Imagino que Luan esteja arrependido de ter sugerido me levar consigo, já que agora nós estamos bem atrás do resto do grupo. Nosso atraso também se deve ao fato de ele insistir em parar a bicicleta para que eu me ajeite sempre que percebe que eu estou desconfortável. Gentilmente ele me garantiu que não tem problema nenhum porque ele sabe para onde os outros estão indo e que não será difícil alcançá-los, mas eu me sinto culpada pelo esforço extra que ele está fazendo.  

De qualquer maneira, apesar de todo o transtorno em torno dessa viagem a dois em uma bicicleta para um, não ouso reclamar porque Luan é uma boa companhia o trajeto todo. Ele pergunta montes de coisas, e imagino que queira me manter falando para que ele não tenha que fazê-lo e assim possa se concentrar em pedalar e respirar. Eu também quero que ele se concentre nessas tarefas, portanto, para dar descanso para seus pulmões, eu conto ele sobre a escola em que eu estudei por último em São Paulo e sobre como era o apartamento em que eu morava lá.

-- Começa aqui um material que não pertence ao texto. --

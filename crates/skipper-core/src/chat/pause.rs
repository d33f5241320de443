//! Cooperative pause
//!
//! Checkpoint-based on purpose: the flag is only consulted at turn
//! boundaries and between tool calls, so an in-flight completion or tool
//! call is never interrupted and tool-call/response pairing stays intact.

use std::sync::atomic::{AtomicBool, Ordering};

use crate::agent::cancellation::RunContext;
use crate::constants::agent::PAUSE_POLL;
use crate::error::CoreError;

#[derive(Debug, Default)]
pub struct PauseController {
    paused: AtomicBool,
}

impl PauseController {
    pub fn new() -> Self {
        Self::default()
    }

    /// Flip the flag, returning the new state.
    pub fn toggle(&self) -> bool {
        // fetch_xor returns the previous value.
        !self.paused.fetch_xor(true, Ordering::SeqCst)
    }

    pub fn is_paused(&self) -> bool {
        self.paused.load(Ordering::SeqCst)
    }

    /// Block in short polls while paused. Cancellation or deadline expiry
    /// ends the wait with the corresponding error.
    pub async fn wait_if_paused(&self, ctx: &RunContext) -> Result<(), CoreError> {
        while self.is_paused() {
            ctx.check()?;
            ctx.sleep(PAUSE_POLL).await?;
        }
        Ok(())
    }
}

#[cfg(test)]
mod tests {
    use super::*;
    use std::sync::Arc;
    use std::time::Duration;

    #[test]
    fn toggle_flips_state() {
        let p = PauseController::new();
        assert!(!p.is_paused());
        assert!(p.toggle());
        assert!(p.is_paused());
        assert!(!p.toggle());
        assert!(!p.is_paused());
    }

    #[tokio::test]
    async fn wait_returns_immediately_when_not_paused() {
        let p = PauseController::new();
        let ctx = RunContext::new();
        p.wait_if_paused(&ctx).await.unwrap();
    }

    #[tokio::test]
    async fn wait_resumes_after_unpause() {
        let p = Arc::new(PauseController::new());
        p.toggle();
        let ctx = RunContext::new();

        let unpause = p.clone();
        tokio::spawn(async move {
            tokio::time::sleep(Duration::from_millis(50)).await;
            unpause.toggle();
        });

        p.wait_if_paused(&ctx).await.unwrap();
        assert!(!p.is_paused());
    }

    #[tokio::test]
    async fn wait_aborts_on_cancellation() {
        let p = PauseController::new();
        p.toggle();
        let ctx = RunContext::new();
        let canceller = ctx.clone();
        tokio::spawn(async move {
            tokio::time::sleep(Duration::from_millis(20)).await;
            canceller.cancel();
        });
        let err = p.wait_if_paused(&ctx).await.unwrap_err();
        assert!(err.is_canceled());
    }
}
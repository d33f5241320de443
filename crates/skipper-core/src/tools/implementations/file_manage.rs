//! File-management tool family: diffs, comparisons, backups, merging

use async_trait::async_trait;
use serde_json::{json, Value};

use crate::constants::fileops::DEFAULT_COMPARE_WIDTH;
use crate::fileops::file_tools;
use crate::tools::{get_int, get_str, Tool, ToolContext, ToolResult};

pub struct ShowFileDiffTool;

#[async_trait]
impl Tool for ShowFileDiffTool {
    fn name(&self) -> &str {
        "show_file_diff"
    }

    fn description(&self) -> &str {
        "Unified diff of a file against another path (compare_path) or one of its \
         backups (backup_id)."
    }

    fn parameters_schema(&self) -> Value {
        json!({
            "type": "object",
            "properties": {
                "path": {"type": "string", "description": "File to diff"},
                "compare_path": {"type": "string", "description": "Other file to diff against"},
                "backup_id": {"type": "string", "description": "Backup id to diff against"}
            },
            "required": ["path"],
            "additionalProperties": false
        })
    }

    async fn execute(&self, args: Value, _ctx: &ToolContext) -> ToolResult {
        let path = get_str(&args, "path", "");
        let compare = get_str(&args, "compare_path", "");
        let backup = get_str(&args, "backup_id", "");
        match file_tools::show_file_diff(&path, &compare, &backup) {
            Ok(out) => ToolResult::success(out),
            Err(e) => ToolResult::error(e),
        }
    }
}

pub struct CompareFilesSideBySideTool;

#[async_trait]
impl Tool for CompareFilesSideBySideTool {
    fn name(&self) -> &str {
        "compare_files_side_by_side"
    }

    fn description(&self) -> &str {
        "Render two files in padded columns with '|' marking differing rows."
    }

    fn parameters_schema(&self) -> Value {
        json!({
            "type": "object",
            "properties": {
                "left_path": {"type": "string"},
                "right_path": {"type": "string"},
                "width": {"type": "integer", "description": "Total column width (default 120)"}
            },
            "required": ["left_path", "right_path"],
            "additionalProperties": false
        })
    }

    async fn execute(&self, args: Value, _ctx: &ToolContext) -> ToolResult {
        let left = get_str(&args, "left_path", "");
        let right = get_str(&args, "right_path", "");
        if left.trim().is_empty() || right.trim().is_empty() {
            return ToolResult::error(
                "compare_files_side_by_side requires non-empty 'left_path' and 'right_path'.",
            );
        }
        let width = get_int(&args, "width", DEFAULT_COMPARE_WIDTH as i64).max(0) as usize;
        match file_tools::compare_files_side_by_side(&left, &right, width) {
            Ok(out) => ToolResult::success(out),
            Err(e) => ToolResult::error(e),
        }
    }
}

pub struct CreateFileBackupTool;

#[async_trait]
impl Tool for CreateFileBackupTool {
    fn name(&self) -> &str {
        "create_file_backup"
    }

    fn description(&self) -> &str {
        "Copy a file into the backup store and return the backup id."
    }

    fn parameters_schema(&self) -> Value {
        json!({
            "type": "object",
            "properties": {
                "path": {"type": "string", "description": "File to back up"}
            },
            "required": ["path"],
            "additionalProperties": false
        })
    }

    async fn execute(&self, args: Value, _ctx: &ToolContext) -> ToolResult {
        match file_tools::create_file_backup(&get_str(&args, "path", "")) {
            Ok(out) => ToolResult::success(out),
            Err(e) => ToolResult::error(e),
        }
    }
}

pub struct RestoreFileBackupTool;

#[async_trait]
impl Tool for RestoreFileBackupTool {
    fn name(&self) -> &str {
        "restore_file_backup"
    }

    fn description(&self) -> &str {
        "Overwrite a file with the contents of a previously created backup."
    }

    fn parameters_schema(&self) -> Value {
        json!({
            "type": "object",
            "properties": {
                "path": {"type": "string", "description": "File to restore"},
                "backup_id": {"type": "string", "description": "Backup id returned by create_file_backup"}
            },
            "required": ["path", "backup_id"],
            "additionalProperties": false
        })
    }

    async fn execute(&self, args: Value, _ctx: &ToolContext) -> ToolResult {
        match file_tools::restore_file_backup(
            &get_str(&args, "path", ""),
            &get_str(&args, "backup_id", ""),
        ) {
            Ok(out) => ToolResult::success(out),
            Err(e) => ToolResult::error(e),
        }
    }
}

pub struct MergeFilesTool;

#[async_trait]
impl Tool for MergeFilesTool {
    fn name(&self) -> &str {
        "merge_files"
    }

    fn description(&self) -> &str {
        "Three-way line merge of left and right against a base; conflicting lines are \
         wrapped in LEFT/BASE/RIGHT markers."
    }

    fn parameters_schema(&self) -> Value {
        json!({
            "type": "object",
            "properties": {
                "base_path": {"type": "string"},
                "left_path": {"type": "string"},
                "right_path": {"type": "string"},
                "output_path": {"type": "string", "description": "Defaults to <base>.merged"}
            },
            "required": ["base_path", "left_path", "right_path"],
            "additionalProperties": false
        })
    }

    async fn execute(&self, args: Value, _ctx: &ToolContext) -> ToolResult {
        match file_tools::merge_files(
            &get_str(&args, "base_path", ""),
            &get_str(&args, "left_path", ""),
            &get_str(&args, "right_path", ""),
            &get_str(&args, "output_path", ""),
        ) {
            Ok(out) => ToolResult::success(out),
            Err(e) => ToolResult::error(e),
        }
    }
}

pub struct DetectFileTypeTool;

#[async_trait]
impl Tool for DetectFileTypeTool {
    fn name(&self) -> &str {
        "detect_file_type"
    }

    fn description(&self) -> &str {
        "Report size, extension, binary/encoding guess, and newline style of a file."
    }

    fn parameters_schema(&self) -> Value {
        json!({
            "type": "object",
            "properties": {
                "path": {"type": "string", "description": "File to inspect"}
            },
            "required": ["path"],
            "additionalProperties": false
        })
    }

    async fn execute(&self, args: Value, _ctx: &ToolContext) -> ToolResult {
        match file_tools::detect_file_type(&get_str(&args, "path", "")) {
            Ok(out) => ToolResult::success(out),
            Err(e) => ToolResult::error(e),
        }
    }
}
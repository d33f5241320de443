//! Run-scoped cancellation and deadlines
//!
//! A `RunContext` pairs a `CancellationToken` with an optional deadline and
//! is threaded through every component: client, tools, agent loops, subagent
//! workers. Child scopes inherit cancellation and may only tighten the
//! deadline, so a subagent's per-task timeout can never outlive its parent.

use std::time::Duration;

use tokio::time::Instant;
use tokio_util::sync::CancellationToken;

use crate::error::CoreError;

#[derive(Debug, Clone)]
pub struct RunContext {
    cancel: CancellationToken,
    deadline: Option<Instant>,
}

impl Default for RunContext {
    fn default() -> Self {
        Self::new()
    }
}

impl RunContext {
    /// A fresh root scope with no deadline.
    pub fn new() -> Self {
        Self {
            cancel: CancellationToken::new(),
            deadline: None,
        }
    }

    /// Child scope: cancellation flows down, deadline is inherited.
    pub fn child(&self) -> Self {
        Self {
            cancel: self.cancel.child_token(),
            deadline: self.deadline,
        }
    }

    /// Child scope whose deadline is the tighter of the parent's and `now + timeout`.
    pub fn with_timeout(&self, timeout: Duration) -> Self {
        let candidate = Instant::now() + timeout;
        let deadline = match self.deadline {
            Some(existing) => Some(existing.min(candidate)),
            None => Some(candidate),
        };
        Self {
            cancel: self.cancel.child_token(),
            deadline,
        }
    }

    pub fn cancel(&self) {
        self.cancel.cancel();
    }

    pub fn is_cancelled(&self) -> bool {
        self.cancel.is_cancelled()
    }

    pub fn deadline(&self) -> Option<Instant> {
        self.deadline
    }

    /// Time left until the deadline; `None` when no deadline is set.
    pub fn remaining(&self) -> Option<Duration> {
        self.deadline
            .map(|d| d.saturating_duration_since(Instant::now()))
    }

    /// Non-blocking state check, mirroring `ctx.Err()`.
    pub fn check(&self) -> Result<(), CoreError> {
        if self.cancel.is_cancelled() {
            return Err(CoreError::Canceled);
        }
        if let Some(deadline) = self.deadline {
            if Instant::now() >= deadline {
                return Err(CoreError::DeadlineExceeded);
            }
        }
        Ok(())
    }

    /// Sleep that wakes early on cancellation or deadline expiry.
    pub async fn sleep(&self, dur: Duration) -> Result<(), CoreError> {
        let wake = Instant::now() + dur;
        let target = match self.deadline {
            Some(deadline) if deadline < wake => deadline,
            _ => wake,
        };
        tokio::select! {
            _ = self.cancel.cancelled() => Err(CoreError::Canceled),
            _ = tokio::time::sleep_until(target) => {
                if target == wake {
                    Ok(())
                } else {
                    Err(CoreError::DeadlineExceeded)
                }
            }
        }
    }

    /// Race a fallible future against this scope's cancellation and deadline.
    pub async fn run<T, F>(&self, fut: F) -> Result<T, CoreError>
    where
        F: std::future::Future<Output = Result<T, CoreError>>,
    {
        match self.deadline {
            Some(deadline) => tokio::select! {
                _ = self.cancel.cancelled() => Err(CoreError::Canceled),
                _ = tokio::time::sleep_until(deadline) => Err(CoreError::DeadlineExceeded),
                r = fut => r,
            },
            None => tokio::select! {
                _ = self.cancel.cancelled() => Err(CoreError::Canceled),
                r = fut => r,
            },
        }
    }
}
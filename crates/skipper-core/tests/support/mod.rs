//! Scripted mock LLM server for integration tests
//!
//! A tiny HTTP/1.1 responder on a random local port. Each request is
//! answered from a scenario: either popped from a queue (sequential tests)
//! or chosen by a body-matching handler (concurrent tests, where request
//! order is nondeterministic). Connections are closed after one response.

// Each test binary compiles this module separately and uses a subset of it.
#![allow(dead_code)]

use std::collections::VecDeque;
use std::io::{Read, Write};
use std::net::{TcpListener, TcpStream};
use std::sync::atomic::{AtomicBool, Ordering};
use std::sync::{Arc, Mutex};
use std::thread;
use std::time::Duration;

#[derive(Debug, Clone)]
pub enum Scenario {
    /// Non-streaming completion with plain text content.
    Text(String),
    /// Non-streaming completion carrying a single tool call.
    ToolCall {
        id: String,
        name: String,
        arguments: String,
    },
    /// SSE stream of raw `data:` payloads; `[DONE]` is appended.
    Sse(Vec<String>),
    /// HTTP error status with an empty body.
    HttpError(u16),
    /// HTTP error carrying a Retry-After header (seconds).
    HttpErrorRetryAfter(u16, u64),
    /// Wait before answering with the inner scenario.
    Delayed(u64, Box<Scenario>),
}

type Handler = Arc<dyn Fn(&str) -> Scenario + Send + Sync>;

pub struct MockLlmServer {
    pub endpoint: String,
    stop: Arc<AtomicBool>,
    handle: Option<thread::JoinHandle<()>>,
    queue: Option<Arc<Mutex<VecDeque<Scenario>>>>,
}

impl MockLlmServer {
    /// Queue another response (queue-backed servers only).
    pub fn push(&self, scenario: Scenario) {
        self.queue
            .as_ref()
            .expect("push requires a queue-backed server")
            .lock()
            .unwrap()
            .push_back(scenario);
    }
}

impl Drop for MockLlmServer {
    fn drop(&mut self) {
        self.stop.store(true, Ordering::SeqCst);
        if let Some(handle) = self.handle.take() {
            let _ = handle.join();
        }
    }
}

/// Server answering requests from a scenario queue, in request order.
pub fn start_mock_llm_server() -> MockLlmServer {
    let queue: Arc<Mutex<VecDeque<Scenario>>> = Arc::new(Mutex::new(VecDeque::new()));
    let pop_queue = queue.clone();
    let handler: Handler = Arc::new(move |_body| {
        pop_queue
            .lock()
            .unwrap()
            .pop_front()
            .unwrap_or_else(|| Scenario::Text("ok".to_string()))
    });
    let mut server = start_with_handler(handler);
    server.queue = Some(queue);
    server
}

/// Server choosing the response per request body, for concurrent callers.
pub fn start_mock_llm_server_with<F>(handler: F) -> MockLlmServer
where
    F: Fn(&str) -> Scenario + Send + Sync + 'static,
{
    start_with_handler(Arc::new(handler))
}

fn start_with_handler(handler: Handler) -> MockLlmServer {
    let listener = TcpListener::bind("127.0.0.1:0").expect("bind mock llm server");
    listener
        .set_nonblocking(true)
        .expect("nonblocking listener");
    let endpoint = format!("http://{}", listener.local_addr().unwrap());

    let stop = Arc::new(AtomicBool::new(false));
    let stop_flag = stop.clone();

    let handle = thread::spawn(move || {
        loop {
            if stop_flag.load(Ordering::SeqCst) {
                return;
            }
            match listener.accept() {
                Ok((stream, _)) => {
                    let handler = handler.clone();
                    // One thread per connection so delayed scenarios do not
                    // block concurrent requests.
                    thread::spawn(move || handle_connection(stream, handler));
                }
                Err(e) if e.kind() == std::io::ErrorKind::WouldBlock => {
                    thread::sleep(Duration::from_millis(10));
                }
                Err(_) => return,
            }
        }
    });

    MockLlmServer {
        endpoint,
        stop,
        handle: Some(handle),
        queue: None,
    }
}

fn handle_connection(mut stream: TcpStream, handler: Handler) {
    let _ = stream.set_nonblocking(false);
    let body = match read_request_body(&mut stream) {
        Some(b) => b,
        None => return,
    };

    let mut scenario = handler(&body);
    while let Scenario::Delayed(ms, inner) = scenario {
        thread::sleep(Duration::from_millis(ms));
        scenario = *inner;
    }

    match scenario {
        Scenario::Text(content) => {
            let body = serde_json::json!({
                "choices": [{
                    "message": {"role": "assistant", "content": content}
                }]
            })
            .to_string();
            respond(&mut stream, 200, "application/json", &[], body.as_bytes());
        }
        Scenario::ToolCall {
            id,
            name,
            arguments,
        } => {
            let body = serde_json::json!({
                "choices": [{
                    "message": {
                        "role": "assistant",
                        "content": "",
                        "tool_calls": [{
                            "id": id,
                            "type": "function",
                            "function": {"name": name, "arguments": arguments}
                        }]
                    }
                }]
            })
            .to_string();
            respond(&mut stream, 200, "application/json", &[], body.as_bytes());
        }
        Scenario::Sse(payloads) => {
            let mut body = String::new();
            for p in payloads {
                body.push_str("data: ");
                body.push_str(&p);
                body.push_str("\n\n");
            }
            body.push_str("data: [DONE]\n\n");
            respond(&mut stream, 200, "text/event-stream", &[], body.as_bytes());
        }
        Scenario::HttpError(status) => {
            respond(&mut stream, status, "text/plain", &[], b"mock error");
        }
        Scenario::HttpErrorRetryAfter(status, secs) => {
            let header = format!("Retry-After: {}", secs);
            respond(&mut stream, status, "text/plain", &[header], b"mock error");
        }
        Scenario::Delayed(..) => unreachable!("delays resolved above"),
    }
}

fn read_request_body(stream: &mut TcpStream) -> Option<String> {
    let mut buf: Vec<u8> = Vec::new();
    let mut chunk = [0u8; 4096];
    loop {
        let header_end = find_subslice(&buf, b"\r\n\r\n");
        if let Some(end) = header_end {
            let headers = String::from_utf8_lossy(&buf[..end]).to_string();
            let content_length = headers
                .lines()
                .find_map(|l| {
                    let (name, value) = l.split_once(':')?;
                    if name.eq_ignore_ascii_case("content-length") {
                        value.trim().parse::<usize>().ok()
                    } else {
                        None
                    }
                })
                .unwrap_or(0);
            let total = end + 4 + content_length;
            if buf.len() >= total {
                return Some(String::from_utf8_lossy(&buf[end + 4..total]).to_string());
            }
        }
        match stream.read(&mut chunk) {
            Ok(0) => return None,
            Ok(n) => buf.extend_from_slice(&chunk[..n]),
            Err(_) => return None,
        }
    }
}

fn find_subslice(haystack: &[u8], needle: &[u8]) -> Option<usize> {
    haystack
        .windows(needle.len())
        .position(|window| window == needle)
}

fn respond(
    stream: &mut TcpStream,
    status: u16,
    content_type: &str,
    extra_headers: &[String],
    body: &[u8],
) {
    let reason = match status {
        200 => "OK",
        400 => "Bad Request",
        408 => "Request Timeout",
        429 => "Too Many Requests",
        500 => "Internal Server Error",
        502 => "Bad Gateway",
        503 => "Service Unavailable",
        504 => "Gateway Timeout",
        _ => "Status",
    };
    let mut response = format!(
        "HTTP/1.1 {} {}\r\nContent-Type: {}\r\nContent-Length: {}\r\nConnection: close\r\n",
        status,
        reason,
        content_type,
        body.len()
    );
    for header in extra_headers {
        response.push_str(header);
        response.push_str("\r\n");
    }
    response.push_str("\r\n");
    let _ = stream.write_all(response.as_bytes());
    let _ = stream.write_all(body);
    let _ = stream.flush();
}
//! Range, pattern and batch mutations on text files
//!
//! Every operation reads the file once, applies its edits in memory, and
//! writes back with the original trailing-newline style.

use std::collections::HashSet;
use std::path::Path;

use serde::Deserialize;

use crate::error::CoreError;

use super::{normalize_range, read_text_lines, write_text_lines, LineRange};

/// One step of `batch_line_operations`, applied in order against the file
/// state left by the previous step.
#[derive(Debug, Clone, Default, Deserialize)]
pub struct BatchLineOperation {
    #[serde(default)]
    pub op: String,
    #[serde(default)]
    pub line: usize,
    #[serde(default)]
    pub end_line: usize,
    #[serde(default)]
    pub text: String,
}

pub fn remove_line_ranges(path: &str, ranges: &[LineRange]) -> Result<String, CoreError> {
    if ranges.is_empty() {
        return Err(CoreError::input("at least one range is required"));
    }
    let p = Path::new(path);
    let (lines, had_newline) = read_text_lines(p)?;
    if lines.is_empty() {
        return Ok("No changes. File is empty.".to_string());
    }

    let mut doomed: HashSet<usize> = HashSet::new();
    for r in ranges {
        let (start, end) = normalize_range(r.start, r.end, lines.len())?;
        doomed.extend(start - 1..end);
    }

    let kept: Vec<String> = lines
        .into_iter()
        .enumerate()
        .filter(|(i, _)| !doomed.contains(i))
        .map(|(_, l)| l)
        .collect();

    write_text_lines(p, &kept, had_newline)?;
    Ok(format!("Removed {} line(s) in {}.", doomed.len(), path))
}

pub fn replace_line_range(
    path: &str,
    start: usize,
    end: usize,
    replacement: &str,
) -> Result<String, CoreError> {
    let p = Path::new(path);
    let (lines, had_newline) = read_text_lines(p)?;
    let (start, end) = normalize_range(start, end, lines.len())?;

    let block: Vec<String> = if replacement.is_empty() {
        Vec::new()
    } else {
        replacement
            .replace("\r\n", "\n")
            .split('\n')
            .map(str::to_string)
            .collect()
    };

    let mut out: Vec<String> = Vec::with_capacity(lines.len() - (end - start + 1) + block.len());
    out.extend(lines[..start - 1].iter().cloned());
    out.extend(block);
    out.extend(lines[end..].iter().cloned());

    write_text_lines(p, &out, had_newline)?;
    Ok(format!("Replaced lines {}-{} in {}.", start, end, path))
}

pub fn apply_batch_line_operations(
    path: &str,
    ops: &[BatchLineOperation],
) -> Result<String, CoreError> {
    if ops.is_empty() {
        return Err(CoreError::input("operations cannot be empty"));
    }
    let p = Path::new(path);
    let (mut lines, had_newline) = read_text_lines(p)?;

    for (i, op) in ops.iter().enumerate() {
        let step = |e: CoreError| CoreError::Input(format!("operation {}: {}", i + 1, e));
        match op.op.trim().to_lowercase().as_str() {
            "delete" => {
                let end = if op.end_line == 0 { op.line } else { op.end_line };
                let (start, end) = normalize_range(op.line, end, lines.len()).map_err(step)?;
                lines.drain(start - 1..end);
            }
            "replace" => {
                let end = if op.end_line == 0 { op.line } else { op.end_line };
                let (start, end) = normalize_range(op.line, end, lines.len()).map_err(step)?;
                let block = split_text_block(&op.text);
                lines.drain(start - 1..end);
                for (offset, item) in block.into_iter().enumerate() {
                    lines.insert(start - 1 + offset, item);
                }
            }
            "insert_before" => insert_at(&mut lines, true, op.line, &op.text).map_err(step)?,
            "insert_after" => insert_at(&mut lines, false, op.line, &op.text).map_err(step)?,
            other => {
                return Err(CoreError::Input(format!(
                    "operation {}: unsupported op {:?}",
                    i + 1,
                    other
                )))
            }
        }
    }

    write_text_lines(p, &lines, had_newline)?;
    Ok(format!("Applied {} batch operation(s) to {}.", ops.len(), path))
}

fn split_text_block(text: &str) -> Vec<String> {
    if text.is_empty() {
        Vec::new()
    } else {
        text.replace("\r\n", "\n")
            .split('\n')
            .map(str::to_string)
            .collect()
    }
}

fn insert_at(
    lines: &mut Vec<String>,
    before: bool,
    line: usize,
    text: &str,
) -> Result<(), CoreError> {
    if line < 1 || line > lines.len() {
        return Err(CoreError::Input(format!(
            "invalid insert line {} for file length {}",
            line,
            lines.len()
        )));
    }
    let block = split_text_block(text);
    if block.is_empty() {
        return Ok(());
    }
    let idx = if before { line - 1 } else { line };
    if idx >= lines.len() {
        lines.extend(block);
    } else {
        for (offset, item) in block.into_iter().enumerate() {
            lines.insert(idx + offset, item);
        }
    }
    Ok(())
}

pub fn delete_lines_by_pattern(
    path: &str,
    pattern: &str,
    case_sensitive: bool,
) -> Result<String, CoreError> {
    if pattern.trim().is_empty() {
        return Err(CoreError::input("pattern is required"));
    }
    let p = Path::new(path);
    let (lines, had_newline) = read_text_lines(p)?;

    let effective = if case_sensitive {
        pattern.to_string()
    } else {
        format!("(?i){}", pattern)
    };
    let re = regex::Regex::new(&effective)
        .map_err(|e| CoreError::Input(format!("invalid regex pattern: {}", e)))?;

    let before = lines.len();
    let kept: Vec<String> = lines.into_iter().filter(|l| !re.is_match(l)).collect();
    let removed = before - kept.len();

    write_text_lines(p, &kept, had_newline)?;
    Ok(format!(
        "Removed {} line(s) matching pattern in {}.",
        removed, path
    ))
}

pub fn extract_line_range(path: &str, start: usize, end: usize) -> Result<String, CoreError> {
    let (lines, _) = read_text_lines(Path::new(path))?;
    let (start, end) = normalize_range(start, end, lines.len())?;
    let mut out = String::new();
    for i in start..=end {
        out.push_str(&format!("{} | {}\n", i, lines[i - 1]));
    }
    if out.is_empty() {
        return Ok("(No lines extracted)".to_string());
    }
    Ok(out.trim_end_matches('\n').to_string())
}

pub fn reorder_line_range(
    path: &str,
    start: usize,
    end: usize,
    target_line: usize,
) -> Result<String, CoreError> {
    let p = Path::new(path);
    let (lines, had_newline) = read_text_lines(p)?;
    let (start, end) = normalize_range(start, end, lines.len())?;
    if target_line < 1 || target_line > lines.len() + 1 {
        return Err(CoreError::Input(format!(
            "target_line {} is out of range 1..{}",
            target_line,
            lines.len() + 1
        )));
    }
    if target_line >= start && target_line <= end + 1 {
        return Ok("No changes. target_line already points inside the selected range.".to_string());
    }

    let block: Vec<String> = lines[start - 1..end].to_vec();
    let mut rest: Vec<String> = Vec::with_capacity(lines.len() - block.len());
    rest.extend(lines[..start - 1].iter().cloned());
    rest.extend(lines[end..].iter().cloned());

    let mut insert_idx = target_line - 1;
    if target_line > end {
        insert_idx -= end - start + 1;
    }
    let insert_idx = insert_idx.min(rest.len());

    let mut reordered: Vec<String> = Vec::with_capacity(lines.len());
    reordered.extend(rest[..insert_idx].iter().cloned());
    reordered.extend(block);
    reordered.extend(rest[insert_idx..].iter().cloned());

    write_text_lines(p, &reordered, had_newline)?;
    Ok(format!(
        "Moved lines {}-{} to before line {} in {}.",
        start, end, target_line, path
    ))
}

pub fn remove_duplicate_lines(
    path: &str,
    case_sensitive: bool,
    ignore_blank: bool,
) -> Result<String, CoreError> {
    let p = Path::new(path);
    let (lines, had_newline) = read_text_lines(p)?;

    let mut seen: HashSet<String> = HashSet::with_capacity(lines.len());
    let mut removed = 0usize;
    let mut result: Vec<String> = Vec::with_capacity(lines.len());
    for line in lines {
        if ignore_blank && line.trim().is_empty() {
            result.push(line);
            continue;
        }
        let key = if case_sensitive {
            line.clone()
        } else {
            line.to_lowercase()
        };
        if !seen.insert(key) {
            removed += 1;
            continue;
        }
        result.push(line);
    }

    write_text_lines(p, &result, had_newline)?;
    Ok(format!(
        "Removed {} duplicate line(s) from {}.",
        removed, path
    ))
}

Quando chegamos ao lugar onde estão nossos amigos, sinto que nós dois nos conhecemos há bastante tempo. Curiosamente, me sinto da mesma maneira com Renata depois de todas as conversas que tivemos no churrasco do outro dia. Que família legal!

Apesar de todas as paradas, Luan e eu demoramos um pouco mais de meia hora para chegar até aqui, então acredito que estejamos perto da casa da minha prima. Todas as bicicletas estão presas por correntes em um quiosque, onde Julia, Ana, Vanessa e Flávio estão comendo pasteis com grandes cocos descansando à sua frente. Renata e Douglas também estão ali, mas não estão comendo e nem bebendo nada.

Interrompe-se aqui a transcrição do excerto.